Prevalence of overweight in adolescents from a Southern Brazilian city according to different anthropometric indexes

PREVALÊNCIA DE EXCESSO DE PESO EM ADOLESCENTES DE UMA CIDADE DO SUL DO BRASIL, DE ACORDO COM DIFERENTES ÍNDICES ANTROPOMÉTRICOS

Augusto Gerhart Folmann a,*, Vaneza Lira Waldow Wolf a, Everton Paulo Roman b, Gil Guerra-Júnior a
PMCID: PMC7649888  PMID: 33175002

ABSTRACT

Objective:

To identify the prevalence of overweight in adolescents according to different classification criteria for obesity and somatic maturation stages.

Methods:

Cross-sectional study in 10 schools in a city from Southern Brazil, with 1715 adolescents. Height, weight, waist circumference, and neck circumference (NC) data were collected. Body Mass Index was classified according to World Health Organization (WHO) and Centers for Disease Control and Prevention criteria, and the waist-to-height ratio (WHtR) was classified according to Brazilian and European cut-off points. Somatic maturation was obtained through the Peak Height Velocity. The prevalence data were compared between sex and stages of somatic maturation; the concordance between different criteria was verified.

Results:

The prevalence of overweight was high in both sexes; WHO criteria showed that 34.5% of boys and 29.3% of girls were overweight. For the WHtR, the prevalence was 28.4% in boys and 23.7% in girls. NC classified 13.8% of boys and 15.8% of girls as being overweight. The prevalence of overweight was higher in adolescents before complete somatic maturation.

Conclusions:

The prevalence of overweight was high among adolescents.
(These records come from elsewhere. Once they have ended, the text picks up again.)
//! Three-legged OAuth 1.0a: request token, user authorization, access token.

use std::fmt;
use std::sync::Arc;

use reqwest::header::HeaderMap;
use reqwest::Method;
use tracing::{debug, info};
use url::Url;

use super::OAuth1Signer;
use crate::context::{AccessToken, CredentialContext, OAuthCredentials};
use crate::error::{ConnectorError, Result};
use crate::request;
use crate::response::Payload;
use crate::session::Session;

/// Callback value for clients that show the verifier to the user.
pub const OUT_OF_BAND_CALLBACK: &str = "oob";

/// Per-product OAuth endpoint paths, relative to the base URL.
#[derive(Debug, Clone, Copy, PartialEq, Eq)]
pub struct OAuthEndpoints {
    pub request_token: &'static str,
    pub authorize: &'static str,
    pub access_token: &'static str,
}

impl OAuthEndpoints {
    pub const JIRA: OAuthEndpoints = OAuthEndpoints {
        request_token: "/plugins/servlet/oauth/request-token",
        authorize: "/plugins/servlet/oauth/authorize",
        access_token: "/plugins/servlet/oauth/access-token",
    };

    pub const CONFLUENCE: OAuthEndpoints = OAuthEndpoints {
        request_token: "/wiki/plugins/servlet/oauth/request-token",
        authorize: "/wiki/plugins/servlet/oauth/authorize",
        access_token: "/wiki/plugins/servlet/oauth/access-token",
    };
}

#[derive(Debug, Clone, Copy, PartialEq, Eq)]
pub enum HandshakeState {
    Unauthenticated,
    RequestTokenObtained,
    AccessTokenObtained,
}

/// Temporary credentials from the first leg. Only a handshake can mint one.
#[derive(Clone, PartialEq, Eq)]
pub struct RequestToken {
    token: String,
    token_secret: String,
}

impl RequestToken {
    pub fn token(&self) -> &str {
        &self.token
    }

    pub fn token_secret(&self) -> &str {
        &self.token_secret
    }
}

impl fmt::Debug for RequestToken {
    fn fmt(&self, f: &mut fmt::Formatter<'_>) -> fmt::Result {
        f.debug_struct("RequestToken")
            .field("token", &self.token)
            .field("token_secret", &"<redacted>")
            .finish()
    }
}

/// Drives the handshake for one session.
///
/// `exchange` only accepts the request token this handshake issued last;
/// anything else is rejected with [`ConnectorError::Handshake`]. A session
/// that already carries an access token starts in
/// [`HandshakeState::AccessTokenObtained`] and never touches the network
/// unless `request_token` is called to start over.
pub struct OAuthHandshake {
    session: Arc<Session>,
    endpoints: OAuthEndpoints,
    callback: String,
    state: HandshakeState,
    pending: Option<RequestToken>,
}

impl OAuthHandshake {
    pub async fn new(session: Arc<Session>, endpoints: OAuthEndpoints) -> Self {
        let state = if session.access_token().await.is_some() {
            HandshakeState::AccessTokenObtained
        } else {
            HandshakeState::Unauthenticated
        };

        Self {
            session,
            endpoints,
            callback: OUT_OF_BAND_CALLBACK.to_string(),
            state,
            pending: None,
        }
    }

    pub fn with_callback(mut self, callback: impl Into<String>) -> Self {
        self.callback = callback.into();
        self
    }

    pub fn state(&self) -> HandshakeState {
        self.state
    }

    /// First leg: obtain temporary credentials with the consumer key alone.
    pub async fn request_token(&mut self) -> Result<RequestToken> {
        let context = self.session.context().await;
        let oauth = oauth_credentials(&context)?;
        let url = context.resolve(self.endpoints.request_token)?;

        let signer =
            OAuth1Signer::consumer_only(oauth).with_parameter("oauth_callback", self.callback.as_str());
        let payload = self.post_signed(url, &signer).await?;
        let (token, token_secret) = parse_token_reply(&payload)?;

        let request_token = RequestToken {
            token,
            token_secret,
        };
        debug!(token = request_token.token(), "Obtained request token");

        self.pending = Some(request_token.clone());
        self.state = HandshakeState::RequestTokenObtained;
        Ok(request_token)
    }

    /// URL the user opens to approve the request token. No I/O, no state change.
    pub async fn authorization_url(&self, request_token: &RequestToken) -> Result<Url> {
        let context = self.session.context().await;
        let mut url = context.resolve(self.endpoints.authorize)?;
        url.query_pairs_mut()
            .append_pair("oauth_token", request_token.token());
        Ok(url)
    }

    /// Last leg: trade the approved request token and verifier for an access
    /// token, and install it in the session.
    pub async fn exchange(&mut self, request_token: &RequestToken, verifier: &str) -> Result<AccessToken> {
        match &self.pending {
            Some(pending) if pending == request_token => {}
            Some(_) => {
                return Err(ConnectorError::Handshake(
                    "request token was not issued by the latest request_token call".to_string(),
                ))
            }
            None => {
                return Err(ConnectorError::Handshake(
                    "request_token must succeed before exchange".to_string(),
                ))
            }
        }

        let context = self.session.context().await;
        let oauth = oauth_credentials(&context)?;
        let url = context.resolve(self.endpoints.access_token)?;

        let signer = OAuth1Signer::consumer_only(oauth)
            .with_token(request_token.token())
            .with_parameter("oauth_verifier", verifier);
        let payload = self.post_signed(url, &signer).await?;
        let (token, token_secret) = parse_token_reply(&payload)?;
        let access_token = AccessToken::new(token, token_secret);

        self.session.install_access_token(access_token.clone()).await?;
        self.pending = None;
        self.state = HandshakeState::AccessTokenObtained;
        info!("OAuth access token obtained");

        Ok(access_token)
    }

    async fn post_signed(&self, url: Url, signer: &OAuth1Signer<'_>) -> Result<Payload> {
        let prepared = request::build(
            Method::POST,
            url,
            HeaderMap::new(),
            None,
            self.session.timeouts().request,
            signer,
        )?;
        self.session.execute(prepared).await
    }
}

fn oauth_credentials(context: &CredentialContext) -> Result<&OAuthCredentials> {
    context.oauth_credentials().ok_or_else(|| {
        ConnectorError::InvalidRequest("OAuth handshake requires OAuth credentials".to_string())
    })
}

/// Parse `oauth_token=..&oauth_token_secret=..` from a token endpoint reply.
fn parse_token_reply(payload: &Payload) -> Result<(String, String)> {
    let mut token = None;
    let mut token_secret = None;

    for (name, value) in url::form_urlencoded::parse(payload.bytes()) {
        match name.as_ref() {
            "oauth_token" => token = Some(value.into_owned()),
            "oauth_token_secret" => token_secret = Some(value.into_owned()),
            _ => {}
        }
    }

    match (token, token_secret) {
        (Some(token), Some(token_secret)) if !token.is_empty() => Ok((token, token_secret)),
        _ => Err(ConnectorError::InvalidResponse(
            "token endpoint reply is missing oauth_token or oauth_token_secret".to_string(),
        )),
    }
}

#[cfg(test)]
mod tests {
    use super::*;
    use crate::oauth::parse_private_key;

    const TEST_KEY: &str = include_str!("../../tests/fixtures/consumer_key.pem");

    fn oauth_session(token: Option<AccessToken>) -> Arc<Session> {
        let mut creds = OAuthCredentials::new("atlassian-connector", parse_private_key(TEST_KEY).unwrap());
        if let Some(token) = token {
            creds = creds.with_access_token(token);
        }
        let context = CredentialContext::oauth("https://jira.example.com", creds).unwrap();
        Arc::new(Session::new(context).unwrap())
    }

    #[test]
    fn test_parse_token_reply() {
        let payload = Payload::Body(
            b"oauth_token=abc%2B1&oauth_token_secret=s3cr3t&oauth_callback_confirmed=true".to_vec(),
        );
        assert_eq!(
            parse_token_reply(&payload).unwrap(),
            ("abc+1".to_string(), "s3cr3t".to_string())
        );
    }

    #[test]
    fn test_parse_token_reply_missing_fields() {
        let payload = Payload::Body(b"oauth_problem=token_rejected".to_vec());
        assert!(matches!(
            parse_token_reply(&payload),
            Err(ConnectorError::InvalidResponse(_))
        ));
        assert!(parse_token_reply(&Payload::Empty).is_err());
    }

    #[tokio::test]
    async fn test_remembered_token_skips_handshake() {
        let session = oauth_session(Some(AccessToken::new("tok", "sec")));
        let handshake = OAuthHandshake::new(session, OAuthEndpoints::JIRA).await;
        assert_eq!(handshake.state(), HandshakeState::AccessTokenObtained);
    }

    #[tokio::test]
    async fn test_exchange_before_request_token_is_rejected() {
        let session = oauth_session(None);
        let mut handshake = OAuthHandshake::new(session, OAuthEndpoints::JIRA).await;
        assert_eq!(handshake.state(), HandshakeState::Unauthenticated);

        let forged = RequestToken {
            token: "t".into(),
            token_secret: "s".into(),
        };
        let err = handshake.exchange(&forged, "verifier").await.unwrap_err();
        assert!(matches!(err, ConnectorError::Handshake(_)));
        assert_eq!(handshake.state(), HandshakeState::Unauthenticated);
    }

    #[tokio::test]
    async fn test_authorization_url_carries_token() {
        let session = oauth_session(None);
        let handshake = OAuthHandshake::new(session, OAuthEndpoints::CONFLUENCE).await;
        let token = RequestToken {
            token: "T+/=1".into(),
            token_secret: "s".into(),
        };

        let url = handshake.authorization_url(&token).await.unwrap();
        assert_eq!(url.path(), "/wiki/plugins/servlet/oauth/authorize");
        let value = url
            .query_pairs()
            .find(|(name, _)| name == "oauth_token")
            .map(|(_, value)| value.into_owned());
        assert_eq!(value.as_deref(), Some("T+/=1"));
        assert_eq!(handshake.state(), HandshakeState::Unauthenticated);
    }

    #[tokio::test]
    async fn test_basic_session_cannot_handshake() {
        let context = CredentialContext::basic("https://jira.example.com", "u", "p").unwrap();
        let session = Arc::new(Session::new(context).unwrap());
        let mut handshake = OAuthHandshake::new(session, OAuthEndpoints::JIRA).await;
        let err = handshake.request_token().await.unwrap_err();
        assert!(matches!(err, ConnectorError::InvalidRequest(_)));
    }
}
The boys presented higher frequency of overweight, except if NC was used to classify them. Adolescents before somatic maturation had a higher prevalence of overweight. NC showed a lower ability to track obese adolescents.
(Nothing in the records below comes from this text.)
use std::fmt;
use std::str::FromStr;

use crate::oauth::OAuthEndpoints;

pub const REST_CONTEXT: &str = "/rest/api/latest/";
pub const LEGACY_CONTEXT: &str = "/rest/api/1.0/";
pub const AGILE_CONTEXT: &str = "/rest/agile/latest/";
pub const WIKI_CONTEXT: &str = "/wiki/rest/api/latest/";

/// Versioned REST API a call targets.
#[derive(Debug, Clone, Copy, PartialEq, Eq, Hash)]
pub enum ApiFamily {
    /// Jira REST API, latest version.
    Rest,
    /// Jira REST API 1.0.
    Legacy,
    /// Jira Software (agile) REST API.
    Agile,
    /// Confluence REST API.
    Wiki,
}

impl ApiFamily {
    pub const fn prefix(self) -> &'static str {
        match self {
            ApiFamily::Rest => REST_CONTEXT,
            ApiFamily::Legacy => LEGACY_CONTEXT,
            ApiFamily::Agile => AGILE_CONTEXT,
            ApiFamily::Wiki => WIKI_CONTEXT,
        }
    }

    /// Prefix a bare resource path, e.g. `issue/ABC-1`.
    pub fn route(self, resource: &str) -> String {
        format!("{}{}", self.prefix(), resource.trim_start_matches('/'))
    }
}

impl fmt::Display for ApiFamily {
    fn fmt(&self, f: &mut fmt::Formatter<'_>) -> fmt::Result {
        let name = match self {
            ApiFamily::Rest => "rest",
            ApiFamily::Legacy => "legacy",
            ApiFamily::Agile => "agile",
            ApiFamily::Wiki => "wiki",
        };
        f.write_str(name)
    }
}

impl FromStr for ApiFamily {
    type Err = String;

    fn from_str(s: &str) -> Result<Self, Self::Err> {
        match s.to_ascii_lowercase().as_str() {
            "rest" | "latest" => Ok(ApiFamily::Rest),
            "legacy" | "1.0" => Ok(ApiFamily::Legacy),
            "agile" => Ok(ApiFamily::Agile),
            "wiki" | "confluence" => Ok(ApiFamily::Wiki),
            other => Err(format!(
                "unknown API family '{other}' (expected rest, legacy, agile or wiki)"
            )),
        }
    }
}

/// Supported Atlassian products.
#[derive(Debug, Clone, Copy, PartialEq, Eq, Hash)]
pub enum Product {
    Jira,
    Confluence,
}

impl Product {
    pub const fn oauth_endpoints(self) -> OAuthEndpoints {
        match self {
            Product::Jira => OAuthEndpoints::JIRA,
            Product::Confluence => OAuthEndpoints::CONFLUENCE,
        }
    }

    pub const fn default_family(self) -> ApiFamily {
        match self {
            Product::Jira => ApiFamily::Rest,
            Product::Confluence => ApiFamily::Wiki,
        }
    }
}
Keywords: Obesity, Adolescents, Waist-to-height ratio

INTRODUCTION

A few decades ago, diet and physical activity patterns underwent major changes in developed and developing countries. In the 1980s, consumption of processed foods, instant foods and fast-food-style meals increased considerably. 1 In addition, changes in leisure, mobility and work have reduced the practice of physical activity. Such transformations generated an “obesogenic” environment and led to major changes in body composition that culminated in an increase in obesity rates in the United States and Europe. 1 , 2 However, obesity used to be a problem that was exclusive to developed countries, given that in underdeveloped countries, such as Brazil, the main problem was malnutrition. 3 However, with the process of urbanization, and as underdeveloped countries have improved their economies, global influences have transformed the lifestyle of the population of these countries. 2 As a result of the globalization process, refined and ultra-processed foods have become cheaper than organic foods, causing obesity rates to increase dramatically among the world population. Thus, the number of overweight people exceeded the number of malnourished people, and obesity has become a pandemic disease. 1 , 2 , 4

Obesity is a complex disease resulting from the interaction between genetic propensity and various environmental factors, 4 and it is characterized by an individual's excessive accumulation of body fat. Being overweight is an important risk factor for several comorbidities, such as cardiovascular disease, some types of cancer, type 2 diabetes, joint problems, in addition to psychosocial problems, such as poor quality of life, problems of social acceptance, depression and suicide. 4 , 5 , 6 , 7 Obese children and adolescents are also at increased risk of cardiovascular problems and metabolic syndrome, 8 , 9 in addition to being more likely to remain or become obese in adulthood. 10

An estimate made in 2012 demonstrated that approximately 1.5 billion people are overweight, and that this number could reach 3.28 billion in 2030. 1 Thus, periodically monitoring the prevalence of obesity is fundamental. There are several methods for assessing body composition in children and adolescents. Tools considered to be the gold standard for assessing body composition, such as dual-energy X-ray absorptiometry and computed tomography, are costly and limited in epidemiological studies. Body mass index (BMI) is the most non-invasive and accessible alternative and, therefore, is most often used. However, other methods, such as waist circumference (WC), neck circumference (NC) and waist-to-height ratio (WHtR), may be more effective in identifying risk factors related to obesity, such as diabetes, dyslipidemia, hypertension, among others. 11 , 12 , 13 Thus, the aim of this study was to identify the prevalence of overweight in adolescents in a city in the southern region of Brazil, according to different criteria for the classification of obesity and different stages of somatic maturation.

METHOD

This was a cross-sectional study carried out in ten schools, geographically distributed in the urban area of Cascavel, Paraná, southern Brazil. Of the ten schools, six were public and four were private. Sampling was carried out for convenience due to the availability and acceptance of schools invited to participate in the study. The research was carried out with 1,715 adolescents, of whom 840 were female and 875 were male. They were aged between 10 and 17 years old. Sixty-nine adolescents under or older than the age proposed by the study were not included in the final data analysis. During the research period, 24,292 students were enrolled in the public-school system and 4,384 in the private school system. No sample calculation was performed.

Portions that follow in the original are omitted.